| As far as I can tell from this, the authors worked really hard to implement in Haskell something that is trivial and well-understood in Python and other languages. Maybe the article could talk more about their specific needs, but this looks like a crud app made very complicated by the choice of unusual software for the task. Maybe it did something awesome, but this doesn't tell us what that was. (They had to write their own ZeroMQ broker, after all. That was certainly costly.) I don't understand the claim in this article that concurrency in Python is hard. There are many reasonable ways to do it for the web, from multiprocessing using something like uwsgi or the excellent gevent. There are certain things that are hard, but for common patterns like web services, there are many awesome solutions to choose from. And I don't understand why memory footprint is seriously a factor here. Server runtimes may use all the memory available to go fast. As long as it fits, footprint seems a lot less important than other factors. The cost of buying an extra stick of ram is miniscule compared to the cost of having to implement libraries to support a language choice. The choice of a pure functional language like Haskell to do lots of IO seems like a strange choice given that Haskell makes side effects like IO more difficult than other languages. I'm curious to know how that affected the implementation. I'd like to use more functional languages, but since my job is primarily IO of some sort, watching people struggle with writing to sockets leaves me more than a little hesitant.
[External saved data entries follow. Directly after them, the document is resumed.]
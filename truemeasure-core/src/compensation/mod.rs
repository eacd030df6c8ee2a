//! Motion Compensation Pipeline
//!
//! ## Overview
//!
//! The pipeline transforms a raw measurement value into a corrected one
//! through four ordered stages, each with its own physical model:
//!
//! ```text
//! raw value
//!    |
//!    v
//! [ linear ]      translation error: accel x sensor distance x scale
//!    |
//!    v
//! [ angular ]     rotation error: angular rate x value x scale
//!    |
//!    v
//! [ predictive ]  lookahead correction from the motion predictor
//!    |
//!    v
//! [ adaptive ]    correction-magnitude damping tuned to the target
//!    |
//!    v
//! CompensatedValue { value, stage, confidence }
//! ```
//!
//! Each stage consumes the previous stage's [`CompensatedValue`] plus the
//! motion sample temporally nearest the measurement's timestamp, and
//! produces a new one - values are chained, never mutated in place.
//!
//! ## Invariants
//!
//! - **Monotone confidence**: no stage raises confidence above the
//!   minimum of its inputs; the final confidence is the minimum over the
//!   chain.
//! - **Determinism**: identical raw measurement, motion sample,
//!   prediction, and configuration produce a bit-identical result. All
//!   arithmetic is pure `f32` with no hidden state, which regression
//!   tests rely on.
//! - **Round trip**: with every stage disabled the output value is
//!   bit-identical to the raw input at full confidence.
//!
//! ## Closed Stage Set
//!
//! The stages form a closed set known at compile time, dispatched
//! directly by [`CompensationPipeline::compensate`] - there is no
//! open-ended stage registry to misconfigure.

pub mod stages;

use crate::confidence::Confidence;
use crate::measurement::RawMeasurement;
use crate::motion::{MotionSample, PredictedMotion};

/// Which stage produced a compensated value
#[derive(Debug, Clone, Copy, PartialEq, Eq)]
#[cfg_attr(feature = "serde", derive(serde::Serialize, serde::Deserialize))]
pub enum CompensationStage {
    /// No compensation applied yet
    Raw,
    /// Translation compensation
    Linear,
    /// Rotation compensation
    Angular,
    /// Predictive lookahead correction
    Predictive,
    /// Adaptive correction damping
    Adaptive,
}

/// A measurement value at some point in the compensation chain
#[derive(Debug, Clone, Copy, PartialEq)]
#[cfg_attr(feature = "serde", derive(serde::Serialize, serde::Deserialize))]
pub struct CompensatedValue {
    /// Corrected scalar value
    pub value: f32,
    /// Stage that produced this value
    pub stage: CompensationStage,
    /// Confidence, non-increasing along the chain
    pub confidence: Confidence,
}

impl CompensatedValue {
    /// Wrap a raw value at the head of the chain, full confidence
    pub fn raw(value: f32) -> Self {
        Self {
            value,
            stage: CompensationStage::Raw,
            confidence: Confidence::FULL,
        }
    }
}

/// Configuration and execution of the four-stage chain
#[derive(Debug, Clone)]
pub struct CompensationPipeline {
    /// Error budget the stage confidences normalize against (meters)
    accuracy_target_m: f32,
    /// Stage enable flags, in chain order
    enable_linear: bool,
    enable_angular: bool,
    enable_predictive: bool,
    enable_adaptive: bool,
}

impl CompensationPipeline {
    /// Create a pipeline with explicit stage flags
    pub fn new(
        accuracy_target_m: f32,
        enable_linear: bool,
        enable_angular: bool,
        enable_predictive: bool,
        enable_adaptive: bool,
    ) -> Self {
        Self {
            accuracy_target_m,
            enable_linear,
            enable_angular,
            enable_predictive,
            enable_adaptive,
        }
    }

    /// Whether the predictive stage will run
    pub fn predictive_enabled(&self) -> bool {
        self.enable_predictive
    }

    /// Run the chain over a raw measurement
    ///
    /// `motion` is the sample temporally nearest the measurement's
    /// timestamp; `predicted` is the advisory lookahead for the
    /// predictive stage (`None` makes that stage a no-op even when
    /// enabled).
    pub fn compensate(
        &self,
        raw: &RawMeasurement,
        motion: &MotionSample,
        predicted: Option<&PredictedMotion>,
    ) -> CompensatedValue {
        let mut current = CompensatedValue::raw(raw.value);

        if self.enable_linear {
            current = stages::linear_stage(
                &current,
                motion,
                raw.sensor_distance_m,
                self.accuracy_target_m,
            );
        }

        if self.enable_angular {
            current = stages::angular_stage(&current, motion, self.accuracy_target_m);
        }

        if self.enable_predictive {
            current = stages::predictive_stage(&current, predicted);
        }

        if self.enable_adaptive {
            current = stages::adaptive_stage(&current, raw.value, self.accuracy_target_m);
        }

        current
    }

    /// Total motion error the stage models would attribute to this frame
    ///
    /// Used by the accuracy assessor to compute compensation
    /// effectiveness: the fraction of this modeled error the enabled
    /// stages actually removed.
    pub fn modeled_error(&self, raw: &RawMeasurement, motion: &MotionSample) -> f32 {
        stages::linear_error(motion, raw.sensor_distance_m)
            + stages::angular_error(motion, raw.value)
    }
}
Basically, this article is missing a lot of details to support the argument they have made. "The satisfaction we feel after a good day of Haskell is unparalleled, and at the end of the day, that's what it's really all about isn't it." Actually, since they appear to be working on a startup, I would think that a functioning business and time to market would be more important. |
So where do you get the idea that it was hard work in Haskell?
"It was a breeze to rapidly prototype and test individual components before composing them into a whole."
"Very surprisingly we got done really quickly."
> The choice of a pure functional language like Haskell to do lots of IO seems like a strange choice given that Haskell makes side effects like IO more difficult than other languages.
Haskell separates IO, it doesn't make it harder.